Live in Chicago, Day 3: The Occidental Brothers Dance Band International

photos by Jeremy Farmer
review by L. Manheim
interview by Jim Beckmann

If you are looking for classic Central and West African dance music or just a raucous good time Chicago’s Occidental Brothers Dance Band International fits the bill. The band specializes in soukous (a style akin to Rumba), Highlife (a genre characterized by jazzy horns and multiple guitars), and Dry Guitar (a distinctively Kenyan style), among other genres. Peter Margasak, a music writer for the Chicago Reader, has declared Occidental Brothers to be the Best World Music Band (and their self-titled release a “top 10″ for 2007). The band was featured in Chicago’s Old Town School of Folk Music’s Afrofolk series and the quintet has performed alongside such acclaimed artists as Oliver Mtukudzi and Andrew Bird. Guitarist Nathaniel Braddock, a teacher of African guitar at Chicago’s Old Town School of Folk Music, leads the group and is joined by Greg Ward on alto saxophone, Kofi Cromwell on trumpet and vocals, Daniel “Rambo” Asamoah on traps and hand drums, Josh Ramos on upright bass, and-occasionally-congero Jean LeRoy. As band members explain, Occidental Brothers began by covering the songs of “Congolese greats” Mwenda Jean Bosco, Franco, and Bantous de la Capitale. Now, however, the group is “writing original songs that incorporate their mastery of the old style with the singing of Ghanaian Kofi Cromwell.” Their monthly gigs at Chicago’s Charleston have become legendary dance parties. This also attracted the attention of Chicago Public Radio who recently showcased the band performing an in studio cover tune of the hit New Order single “Bizarre Love Triangle.” Presently, the Occidental Brothers are working on a new album and in addition the performance today will be playing at Chicago’s Clark Street Festival (for free) on 7/13 and at the Pitchfork Music Festival

Jim: So how long have you been a band? I read it has only been about a couple years?
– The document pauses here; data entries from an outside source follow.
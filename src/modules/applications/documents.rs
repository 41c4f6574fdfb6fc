use uuid::Uuid;

use super::status::DocumentType;

pub const MAX_FILE_BYTES: usize = 10 * 1024 * 1024;
pub const MOTIVATION_MIN_CHARS: usize = 1000;
pub const MOTIVATION_MAX_CHARS: usize = 2500;
pub const FILE_URL_PREFIX: &str = "/api/files/";

const ALLOWED_TYPES: &[(&str, &str)] = &[
    ("application/pdf", "pdf"),
    ("image/jpeg", "jpg"),
    ("image/jpg", "jpg"),
    ("image/png", "png"),
    ("image/webp", "webp"),
];

/// File accepted for storage, with the extension derived from its type.
#[derive(Debug, Clone, PartialEq, Eq)]
pub struct AcceptedFile {
    pub content_type: String,
    pub extension: &'static str,
}

pub fn validate_file(content_type: Option<&str>, size: usize) -> Result<AcceptedFile, String> {
    let content_type = content_type
        .and_then(|raw| raw.parse::<mime::Mime>().ok())
        .map(|mime| mime.essence_str().to_ascii_lowercase())
        .unwrap_or_default();

    let Some(&(_, extension)) = ALLOWED_TYPES
        .iter()
        .find(|(allowed, _)| *allowed == content_type)
    else {
        return Err("Unsupported file type. Allowed formats: PDF, JPG, PNG, WEBP".to_string());
    };

    if size == 0 {
        return Err("The uploaded file is empty".to_string());
    }

    if size > MAX_FILE_BYTES {
        return Err(format!(
            "The file is too large. Maximum size: {} MB",
            MAX_FILE_BYTES / (1024 * 1024)
        ));
    }

    Ok(AcceptedFile {
        content_type,
        extension,
    })
}

/// Returns the character count of an acceptable motivation letter.
pub fn validate_motivation(text: &str) -> Result<usize, String> {
    let count = text.chars().count();
    if count < MOTIVATION_MIN_CHARS {
        return Err(format!(
            "Motivation letter must be at least {MOTIVATION_MIN_CHARS} characters (currently: {count})"
        ));
    }
    if count > MOTIVATION_MAX_CHARS {
        return Err(format!(
            "Motivation letter may be at most {MOTIVATION_MAX_CHARS} characters (currently: {count})"
        ));
    }
    Ok(count)
}

pub fn storage_key(
    period_slug: &str,
    user_id: Uuid,
    document: DocumentType,
    timestamp_millis: i64,
    extension: &str,
) -> String {
    format!("{period_slug}/{user_id}/{document}-{timestamp_millis}.{extension}")
}

pub fn file_url(key: &str) -> String {
    format!("{FILE_URL_PREFIX}{key}")
}

/// Store key behind a recorded document URL.
pub fn key_from_url(url: &str) -> &str {
    url.strip_prefix(FILE_URL_PREFIX).unwrap_or(url)
}

#[cfg(test)]
mod tests {
    use super::*;

    #[test]
    fn accepts_documents_and_images() {
        let pdf = validate_file(Some("application/pdf"), 500 * 1024).expect("pdf");
        assert_eq!(pdf.extension, "pdf");

        let jpg = validate_file(Some("image/jpg"), 10).expect("jpg alias");
        assert_eq!(jpg.extension, "jpg");

        let webp = validate_file(Some("IMAGE/WEBP"), 10).expect("case-insensitive");
        assert_eq!(webp.content_type, "image/webp");
    }

    #[test]
    fn rejects_other_types_and_missing_type() {
        assert!(validate_file(Some("application/zip"), 10).is_err());
        assert!(validate_file(Some("text/plain; charset=utf-8"), 10).is_err());
        assert!(validate_file(None, 10).is_err());
    }

    #[test]
    fn size_limit_is_inclusive() {
        assert!(validate_file(Some("application/pdf"), MAX_FILE_BYTES).is_ok());
        let err = validate_file(Some("application/pdf"), MAX_FILE_BYTES + 1).unwrap_err();
        assert!(err.contains("10 MB"));
        assert!(validate_file(Some("application/pdf"), 0).is_err());
    }

    #[test]
    fn motivation_bounds_are_inclusive() {
        assert_eq!(validate_motivation(&"a".repeat(1000)), Ok(1000));
        assert_eq!(validate_motivation(&"a".repeat(2500)), Ok(2500));

        let short = validate_motivation(&"a".repeat(999)).unwrap_err();
        assert_eq!(
            short,
            "Motivation letter must be at least 1000 characters (currently: 999)"
        );

        let long = validate_motivation(&"a".repeat(2501)).unwrap_err();
        assert_eq!(
            long,
            "Motivation letter may be at most 2500 characters (currently: 2501)"
        );
    }

    #[test]
    fn motivation_counts_characters_not_bytes() {
        let accented = "ő".repeat(1000);
        assert_eq!(accented.len(), 2000);
        assert_eq!(validate_motivation(&accented), Ok(1000));
    }

    #[test]
    fn keys_are_scoped_by_period_and_user() {
        let user = Uuid::nil();
        let key = storage_key("2026-1", user, DocumentType::Recommendation2, 1_700_000_000_000, "pdf");
        assert_eq!(
            key,
            "2026-1/00000000-0000-0000-0000-000000000000/recommendation_2-1700000000000.pdf"
        );
        let url = file_url(&key);
        assert!(url.starts_with("/api/files/2026-1/"));
        assert_eq!(key_from_url(&url), key);
    }
}
use std::{
    io::ErrorKind,
    path::{Path, PathBuf},
    sync::Arc,
};

use anyhow::{Context, Result, bail};
use chrono::{DateTime, Utc};
use futures::future::join_all;
use serde::{Deserialize, Serialize};
use tracing::warn;

const META_SUFFIX: &str = ".meta.json";
pub const FALLBACK_CONTENT_TYPE: &str = "application/octet-stream";

/// Metadata persisted next to every blob.
#[derive(Debug, Clone, Serialize, Deserialize, PartialEq, Eq)]
pub struct BlobMeta {
    pub content_type: String,
    pub size: u64,
    #[serde(default)]
    pub original_name: Option<String>,
    pub stored_at: DateTime<Utc>,
}

#[derive(Debug, Clone)]
pub struct StoredObject {
    pub bytes: Vec<u8>,
    pub meta: BlobMeta,
}

#[derive(Debug, Clone)]
pub struct BlobEntry {
    pub key: String,
    pub meta: BlobMeta,
}

#[derive(Debug, Clone, Copy, Default, PartialEq, Eq, Serialize)]
pub struct PrefixPurge {
    pub removed: usize,
    pub failed: usize,
}

#[derive(Debug, Clone, Copy, Default, PartialEq, Eq, Serialize)]
pub struct StorageUsage {
    pub objects: usize,
    pub bytes: u64,
}

/// Blob store rooted at a local directory. Keys are `/`-separated relative
/// paths; anything that could escape the root is rejected.
#[derive(Clone, Debug)]
pub struct FileStore {
    root: Arc<PathBuf>,
}

impl FileStore {
    /// Ensure the storage root exists and return a store bound to it.
    pub async fn open(root: impl Into<PathBuf>) -> Result<Self> {
        let root = root.into();
        tokio::fs::create_dir_all(&root)
            .await
            .with_context(|| format!("failed to ensure storage root at {}", root.display()))?;
        Ok(Self::at(root))
    }

    pub fn at(root: impl Into<PathBuf>) -> Self {
        Self {
            root: Arc::new(root.into()),
        }
    }

    pub async fn put(
        &self,
        key: &str,
        bytes: &[u8],
        content_type: &str,
        original_name: Option<&str>,
    ) -> Result<BlobMeta> {
        let Some(path) = self.resolve(key) else {
            bail!("invalid storage key `{key}`");
        };

        if let Some(parent) = path.parent() {
            tokio::fs::create_dir_all(parent)
                .await
                .with_context(|| format!("failed to create directory {}", parent.display()))?;
        }

        tokio::fs::write(&path, bytes)
            .await
            .with_context(|| format!("failed to write blob {key}"))?;

        let meta = BlobMeta {
            content_type: content_type.to_string(),
            size: bytes.len() as u64,
            original_name: original_name
                .map(sanitize_filename::sanitize)
                .filter(|name| !name.is_empty()),
            stored_at: Utc::now(),
        };
        let encoded = serde_json::to_vec(&meta).context("failed to encode blob metadata")?;
        tokio::fs::write(meta_path(&path), encoded)
            .await
            .with_context(|| format!("failed to write metadata for {key}"))?;

        Ok(meta)
    }

    /// Read a blob. Unknown and malformed keys both yield `None`.
    pub async fn get(&self, key: &str) -> Result<Option<StoredObject>> {
        let Some(path) = self.resolve(key) else {
            return Ok(None);
        };

        let bytes = match tokio::fs::read(&path).await {
            Ok(bytes) => bytes,
            Err(err) if err.kind() == ErrorKind::NotFound => return Ok(None),
            Err(err) => {
                return Err(err).with_context(|| format!("failed to read blob {key}"));
            }
        };

        let meta = read_meta(&path, bytes.len() as u64).await;
        Ok(Some(StoredObject { bytes, meta }))
    }

    pub async fn delete(&self, key: &str) -> Result<bool> {
        let Some(path) = self.resolve(key) else {
            return Ok(false);
        };

        let removed = match tokio::fs::remove_file(&path).await {
            Ok(()) => true,
            Err(err) if err.kind() == ErrorKind::NotFound => false,
            Err(err) => return Err(err).with_context(|| format!("failed to delete blob {key}")),
        };

        match tokio::fs::remove_file(meta_path(&path)).await {
            Ok(()) => {}
            Err(err) if err.kind() == ErrorKind::NotFound => {}
            Err(err) => warn!(?err, key, "failed to delete blob metadata"),
        }

        Ok(removed)
    }

    /// List every blob under `prefix` (a directory-style key prefix).
    pub async fn list(&self, prefix: &str) -> Result<Vec<BlobEntry>> {
        let start = if prefix.trim_matches('/').is_empty() {
            self.root.as_ref().clone()
        } else {
            match self.resolve(prefix.trim_end_matches('/')) {
                Some(path) => path,
                None => bail!("invalid storage prefix `{prefix}`"),
            }
        };

        let mut entries = Vec::new();
        let mut pending = vec![start];

        while let Some(dir) = pending.pop() {
            let mut reader = match tokio::fs::read_dir(&dir).await {
                Ok(reader) => reader,
                Err(err) if err.kind() == ErrorKind::NotFound => continue,
                Err(err) => {
                    return Err(err)
                        .with_context(|| format!("failed to list {}", dir.display()));
                }
            };

            while let Some(entry) = reader
                .next_entry()
                .await
                .with_context(|| format!("failed to read entry in {}", dir.display()))?
            {
                let path = entry.path();
                let file_type = entry
                    .file_type()
                    .await
                    .with_context(|| format!("failed to stat {}", path.display()))?;

                if file_type.is_dir() {
                    pending.push(path);
                    continue;
                }

                let is_meta = path
                    .file_name()
                    .and_then(|name| name.to_str())
                    .is_some_and(|name| name.ends_with(META_SUFFIX));
                if is_meta {
                    continue;
                }

                let Some(key) = self.key_for(&path) else {
                    continue;
                };
                let size = entry.metadata().await.map(|m| m.len()).unwrap_or(0);
                let meta = read_meta(&path, size).await;
                entries.push(BlobEntry { key, meta });
            }
        }

        entries.sort_by(|a, b| a.key.cmp(&b.key));
        Ok(entries)
    }

    /// Delete every blob under `prefix`. Individual failures are counted and
    /// logged; only a failure to enumerate the prefix is an error.
    pub async fn delete_prefix(&self, prefix: &str) -> Result<PrefixPurge> {
        let entries = self.list(prefix).await?;

        let results = join_all(entries.iter().map(|entry| self.delete(&entry.key))).await;

        let mut purge = PrefixPurge::default();
        for (entry, result) in entries.iter().zip(results) {
            match result {
                Ok(_) => purge.removed += 1,
                Err(err) => {
                    warn!(?err, key = %entry.key, "failed to delete blob under prefix");
                    purge.failed += 1;
                }
            }
        }

        if purge.failed == 0 {
            if let Some(dir) = self.resolve(prefix.trim_end_matches('/')) {
                if let Err(err) = tokio::fs::remove_dir_all(&dir).await {
                    if err.kind() != ErrorKind::NotFound {
                        warn!(?err, prefix, "failed to remove emptied prefix directory");
                    }
                }
            }
        }

        Ok(purge)
    }

    pub async fn usage(&self, prefix: &str) -> Result<StorageUsage> {
        let entries = self.list(prefix).await?;
        Ok(StorageUsage {
            objects: entries.len(),
            bytes: entries.iter().map(|entry| entry.meta.size).sum(),
        })
    }

    fn resolve(&self, key: &str) -> Option<PathBuf> {
        if !is_valid_key(key) {
            return None;
        }
        let mut path = self.root.as_ref().clone();
        for segment in key.split('/') {
            path.push(segment);
        }
        Some(path)
    }

    fn key_for(&self, path: &Path) -> Option<String> {
        let relative = path.strip_prefix(self.root.as_ref()).ok()?;
        let segments = relative
            .components()
            .map(|component| component.as_os_str().to_str())
            .collect::<Option<Vec<_>>>()?;
        Some(segments.join("/"))
    }
}

pub fn is_valid_key(key: &str) -> bool {
    !key.is_empty()
        && !key.ends_with(META_SUFFIX)
        && key.split('/').all(|segment| {
            !segment.is_empty()
                && segment != "."
                && segment != ".."
                && !segment.contains(['\\', '\0', ':'])
        })
}

fn meta_path(path: &Path) -> PathBuf {
    let mut raw = path.as_os_str().to_owned();
    raw.push(META_SUFFIX);
    PathBuf::from(raw)
}

async fn read_meta(path: &Path, size: u64) -> BlobMeta {
    let fallback = || BlobMeta {
        content_type: FALLBACK_CONTENT_TYPE.to_string(),
        size,
        original_name: None,
        stored_at: Utc::now(),
    };

    match tokio::fs::read(meta_path(path)).await {
        Ok(raw) => serde_json::from_slice(&raw).unwrap_or_else(|err| {
            warn!(?err, path = %path.display(), "unreadable blob metadata");
            fallback()
        }),
        Err(_) => fallback(),
    }
}

#[cfg(test)]
mod tests {
    use super::*;
    use tempfile::tempdir;

    #[tokio::test]
    async fn put_then_get_keeps_content_type() {
        let dir = tempdir().expect("temp dir");
        let store = FileStore::open(dir.path()).await.expect("open store");

        store
            .put("2026-1/u1/cv-1.pdf", b"%PDF-1.7", "application/pdf", Some("My CV.pdf"))
            .await
            .expect("put");

        let object = store
            .get("2026-1/u1/cv-1.pdf")
            .await
            .expect("get")
            .expect("object exists");
        assert_eq!(object.bytes, b"%PDF-1.7");
        assert_eq!(object.meta.content_type, "application/pdf");
        assert_eq!(object.meta.size, 8);
        assert_eq!(object.meta.original_name.as_deref(), Some("My CV.pdf"));
    }

    #[tokio::test]
    async fn traversal_keys_are_rejected() {
        let dir = tempdir().expect("temp dir");
        let store = FileStore::open(dir.path().join("root")).await.expect("open");

        assert!(store.put("../escape.pdf", b"x", "application/pdf", None).await.is_err());
        assert!(store.get("a/../../etc/passwd").await.expect("get").is_none());
        assert!(!is_valid_key("a//b"));
        assert!(!is_valid_key("a/b.pdf.meta.json"));
        assert!(is_valid_key("2026-1/abc/cv-1700000000000.pdf"));
    }

    #[tokio::test]
    async fn replaced_blobs_stay_in_storage_accounting() {
        let dir = tempdir().expect("temp dir");
        let store = FileStore::open(dir.path()).await.expect("open store");

        store
            .put("2026-1/u1/cv-1000.pdf", &[0u8; 100], "application/pdf", None)
            .await
            .expect("first upload");
        store
            .put("2026-1/u1/cv-2000.pdf", &[0u8; 50], "application/pdf", None)
            .await
            .expect("second upload");

        let usage = store.usage("2026-1/").await.expect("usage");
        assert_eq!(usage, StorageUsage { objects: 2, bytes: 150 });

        let keys: Vec<_> = store
            .list("2026-1")
            .await
            .expect("list")
            .into_iter()
            .map(|entry| entry.key)
            .collect();
        assert_eq!(keys, vec!["2026-1/u1/cv-1000.pdf", "2026-1/u1/cv-2000.pdf"]);
    }

    #[tokio::test]
    async fn delete_prefix_only_touches_that_period() {
        let dir = tempdir().expect("temp dir");
        let store = FileStore::open(dir.path()).await.expect("open store");

        for key in ["2026-1/u1/cv-1.pdf", "2026-1/u2/cv-1.png", "2026-2/u1/cv-1.pdf"] {
            store.put(key, b"data", "application/pdf", None).await.expect("put");
        }

        let purge = store.delete_prefix("2026-1/").await.expect("purge");
        assert_eq!(purge, PrefixPurge { removed: 2, failed: 0 });
        assert!(store.list("2026-1/").await.expect("list").is_empty());
        assert_eq!(store.list("2026-2/").await.expect("list").len(), 1);
        assert!(!dir.path().join("2026-1").exists());
    }

    #[tokio::test]
    async fn delete_prefix_of_unknown_period_is_empty() {
        let dir = tempdir().expect("temp dir");
        let store = FileStore::open(dir.path()).await.expect("open store");

        let purge = store.delete_prefix("never-used/").await.expect("purge");
        assert_eq!(purge, PrefixPurge::default());
    }

    #[tokio::test]
    async fn delete_prefix_reports_unlistable_root() {
        let dir = tempdir().expect("temp dir");
        let not_a_dir = dir.path().join("plain-file");
        std::fs::write(&not_a_dir, b"x").expect("write file");

        let store = FileStore::at(&not_a_dir);
        assert!(store.delete_prefix("2026-1/").await.is_err());
    }
}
Nathaniel: We started three years ago, but it was a really different thing. It was upright, congos, me and Greg. We did that for about a year and playing small places, and just really really jazzy.

Greg: And nobody really dancing. Or nobody really listening.

Nathaniel: Well some people liked it right away, but it kinda took a lot of me. We had some extra percussion and that really opened it up. And then Kofi started playing with us we met him at a show we played at Hot House. He was playing with a great Ghanaian band in Chicago called Ghanata.

Jim: At that time, were you performing African style music as well?

Nathaniel: Yes.

Jim: Or was it more jazz based?

Nathaniel: We were always doing classic African tunes, but Greg and I as the main tonal voices were improvising around with it, trying to improvise in the style. But it was more like jazz because there was just blowing and blowing and blowing, and continuing to develop ideas and push it. So that’s what may have given it that African jazz.

Jim: And you teach African guitar as well?

Nathaniel: Mmm-hmm.

Jim: But your other bands are quite different [Ancient Greeks, Edith Frost, and The Zincs].

Nathaniel: Yes.

Jim: So what drew you to this style? To these sounds?

Nathaniel: When I was a kid growing up in a small town in Michigan, I was listening to The Smiths and Sonic Youth and stuff like that. And just looking for that other kind of stuff than what was typical in late ‘80s Midwest town. I heard a couple bits of African guitar music on a radio show and knew it was different and liked it for that reason, and started paying attention to it and listening to it. And continued listening to it for years and years. It slowly crept up into my playing even though I wasn’t playing that style. Then actually one of my students told me to start a band. I obey orders.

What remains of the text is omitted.